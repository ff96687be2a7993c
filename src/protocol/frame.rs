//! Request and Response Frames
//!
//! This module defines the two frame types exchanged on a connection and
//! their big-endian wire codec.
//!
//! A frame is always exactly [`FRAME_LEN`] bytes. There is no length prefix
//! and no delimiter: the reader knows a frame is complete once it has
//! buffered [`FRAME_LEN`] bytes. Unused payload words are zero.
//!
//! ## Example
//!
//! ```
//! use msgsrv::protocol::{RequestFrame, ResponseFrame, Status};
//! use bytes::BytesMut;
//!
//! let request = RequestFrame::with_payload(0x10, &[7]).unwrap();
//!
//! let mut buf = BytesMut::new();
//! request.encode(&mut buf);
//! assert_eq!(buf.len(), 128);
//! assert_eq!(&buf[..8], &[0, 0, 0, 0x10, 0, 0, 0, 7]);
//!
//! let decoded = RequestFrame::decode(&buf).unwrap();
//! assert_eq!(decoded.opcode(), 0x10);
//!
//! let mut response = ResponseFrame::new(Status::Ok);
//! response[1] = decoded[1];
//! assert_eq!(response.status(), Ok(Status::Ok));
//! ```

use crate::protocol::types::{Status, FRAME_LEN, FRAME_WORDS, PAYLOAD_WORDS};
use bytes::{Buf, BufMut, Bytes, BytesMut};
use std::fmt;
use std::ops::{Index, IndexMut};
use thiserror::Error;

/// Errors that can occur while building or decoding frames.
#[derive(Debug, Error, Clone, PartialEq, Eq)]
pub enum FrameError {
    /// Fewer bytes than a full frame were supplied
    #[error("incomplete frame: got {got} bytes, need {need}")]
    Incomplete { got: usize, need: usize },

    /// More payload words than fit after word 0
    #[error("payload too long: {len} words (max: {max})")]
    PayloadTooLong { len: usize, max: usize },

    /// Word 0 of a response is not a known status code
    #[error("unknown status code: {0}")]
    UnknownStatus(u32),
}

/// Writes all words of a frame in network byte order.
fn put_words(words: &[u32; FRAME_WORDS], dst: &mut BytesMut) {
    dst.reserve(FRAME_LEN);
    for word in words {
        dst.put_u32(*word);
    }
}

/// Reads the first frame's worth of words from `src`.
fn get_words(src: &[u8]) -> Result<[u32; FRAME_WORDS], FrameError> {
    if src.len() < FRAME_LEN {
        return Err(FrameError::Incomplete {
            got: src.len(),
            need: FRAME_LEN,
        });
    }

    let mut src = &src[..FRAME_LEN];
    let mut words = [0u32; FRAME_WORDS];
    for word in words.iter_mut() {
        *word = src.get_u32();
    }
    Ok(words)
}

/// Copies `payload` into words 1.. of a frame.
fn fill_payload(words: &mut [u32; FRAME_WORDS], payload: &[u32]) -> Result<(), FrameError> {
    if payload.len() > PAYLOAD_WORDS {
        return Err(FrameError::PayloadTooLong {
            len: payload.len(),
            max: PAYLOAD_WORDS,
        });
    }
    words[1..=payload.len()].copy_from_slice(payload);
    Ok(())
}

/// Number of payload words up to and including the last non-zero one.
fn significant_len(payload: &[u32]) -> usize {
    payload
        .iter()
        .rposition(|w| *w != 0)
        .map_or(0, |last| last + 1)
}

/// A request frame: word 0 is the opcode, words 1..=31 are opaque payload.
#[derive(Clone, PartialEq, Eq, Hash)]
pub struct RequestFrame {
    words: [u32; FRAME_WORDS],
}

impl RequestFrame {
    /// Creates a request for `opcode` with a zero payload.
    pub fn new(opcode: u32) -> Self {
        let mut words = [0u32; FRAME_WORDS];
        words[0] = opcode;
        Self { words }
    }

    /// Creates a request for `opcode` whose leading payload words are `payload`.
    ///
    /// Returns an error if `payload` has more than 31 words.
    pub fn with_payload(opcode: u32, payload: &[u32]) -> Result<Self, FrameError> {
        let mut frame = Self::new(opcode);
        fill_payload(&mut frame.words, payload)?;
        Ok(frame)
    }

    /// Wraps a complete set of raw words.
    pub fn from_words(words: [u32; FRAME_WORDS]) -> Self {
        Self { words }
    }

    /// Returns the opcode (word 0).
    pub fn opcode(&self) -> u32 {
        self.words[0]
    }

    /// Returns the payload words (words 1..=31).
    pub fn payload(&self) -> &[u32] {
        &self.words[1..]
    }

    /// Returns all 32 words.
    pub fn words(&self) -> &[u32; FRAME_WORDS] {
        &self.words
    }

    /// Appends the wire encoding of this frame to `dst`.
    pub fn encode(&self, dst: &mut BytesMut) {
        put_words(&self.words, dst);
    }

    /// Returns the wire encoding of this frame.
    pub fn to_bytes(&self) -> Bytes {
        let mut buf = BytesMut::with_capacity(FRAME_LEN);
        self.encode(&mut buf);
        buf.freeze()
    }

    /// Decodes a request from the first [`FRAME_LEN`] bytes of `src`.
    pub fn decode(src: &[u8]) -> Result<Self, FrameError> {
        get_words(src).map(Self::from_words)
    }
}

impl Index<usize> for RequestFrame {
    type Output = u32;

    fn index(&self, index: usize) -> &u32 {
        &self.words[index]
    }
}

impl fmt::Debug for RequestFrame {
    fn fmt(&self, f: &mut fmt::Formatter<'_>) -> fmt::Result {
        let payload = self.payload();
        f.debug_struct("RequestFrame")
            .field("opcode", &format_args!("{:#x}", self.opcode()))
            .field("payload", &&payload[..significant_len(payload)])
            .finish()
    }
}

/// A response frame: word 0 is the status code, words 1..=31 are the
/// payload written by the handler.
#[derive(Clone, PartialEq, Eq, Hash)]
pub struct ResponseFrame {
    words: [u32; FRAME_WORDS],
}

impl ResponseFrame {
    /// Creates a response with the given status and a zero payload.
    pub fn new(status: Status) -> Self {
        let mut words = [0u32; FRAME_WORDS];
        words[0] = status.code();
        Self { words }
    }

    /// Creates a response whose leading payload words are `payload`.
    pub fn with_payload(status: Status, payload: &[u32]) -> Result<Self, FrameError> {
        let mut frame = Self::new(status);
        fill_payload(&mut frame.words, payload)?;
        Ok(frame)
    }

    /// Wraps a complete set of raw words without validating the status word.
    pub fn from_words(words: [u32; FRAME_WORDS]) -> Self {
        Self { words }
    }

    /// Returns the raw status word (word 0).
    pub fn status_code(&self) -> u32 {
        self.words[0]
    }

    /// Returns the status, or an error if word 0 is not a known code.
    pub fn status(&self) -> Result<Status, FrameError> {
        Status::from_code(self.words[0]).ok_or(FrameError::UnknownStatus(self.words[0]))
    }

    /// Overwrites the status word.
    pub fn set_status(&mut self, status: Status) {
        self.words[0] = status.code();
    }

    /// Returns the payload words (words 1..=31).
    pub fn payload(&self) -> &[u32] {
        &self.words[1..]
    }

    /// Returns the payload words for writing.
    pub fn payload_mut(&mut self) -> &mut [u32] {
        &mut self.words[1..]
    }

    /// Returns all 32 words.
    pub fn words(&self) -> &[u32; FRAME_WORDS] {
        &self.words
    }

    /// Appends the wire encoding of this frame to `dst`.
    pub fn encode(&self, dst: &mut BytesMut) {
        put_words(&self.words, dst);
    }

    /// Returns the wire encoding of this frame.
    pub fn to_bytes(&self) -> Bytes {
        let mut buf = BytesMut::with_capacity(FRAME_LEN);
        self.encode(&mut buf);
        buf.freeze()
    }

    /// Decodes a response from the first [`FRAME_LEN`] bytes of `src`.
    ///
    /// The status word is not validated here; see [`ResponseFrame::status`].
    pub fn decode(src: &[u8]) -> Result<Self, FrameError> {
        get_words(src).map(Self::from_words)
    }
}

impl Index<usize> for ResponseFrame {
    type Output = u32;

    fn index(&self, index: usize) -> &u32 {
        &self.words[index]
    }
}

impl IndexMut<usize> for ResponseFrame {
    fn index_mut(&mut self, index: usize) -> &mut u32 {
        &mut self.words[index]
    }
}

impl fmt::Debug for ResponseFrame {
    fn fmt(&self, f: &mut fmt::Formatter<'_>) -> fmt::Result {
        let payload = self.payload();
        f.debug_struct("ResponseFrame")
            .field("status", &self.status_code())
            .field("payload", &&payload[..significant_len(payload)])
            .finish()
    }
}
──────────────────────────────
Show each line from the material above where the string "RequestFrame" can be found.

//! use msgsrv::protocol::{RequestFrame, ResponseFrame, Status};
//! let request = RequestFrame::with_payload(0x10, &[7]).unwrap();
//! let decoded = RequestFrame::decode(&buf).unwrap();
pub struct RequestFrame {
impl RequestFrame {
impl Index<usize> for RequestFrame {
impl fmt::Debug for RequestFrame {
        f.debug_struct("RequestFrame")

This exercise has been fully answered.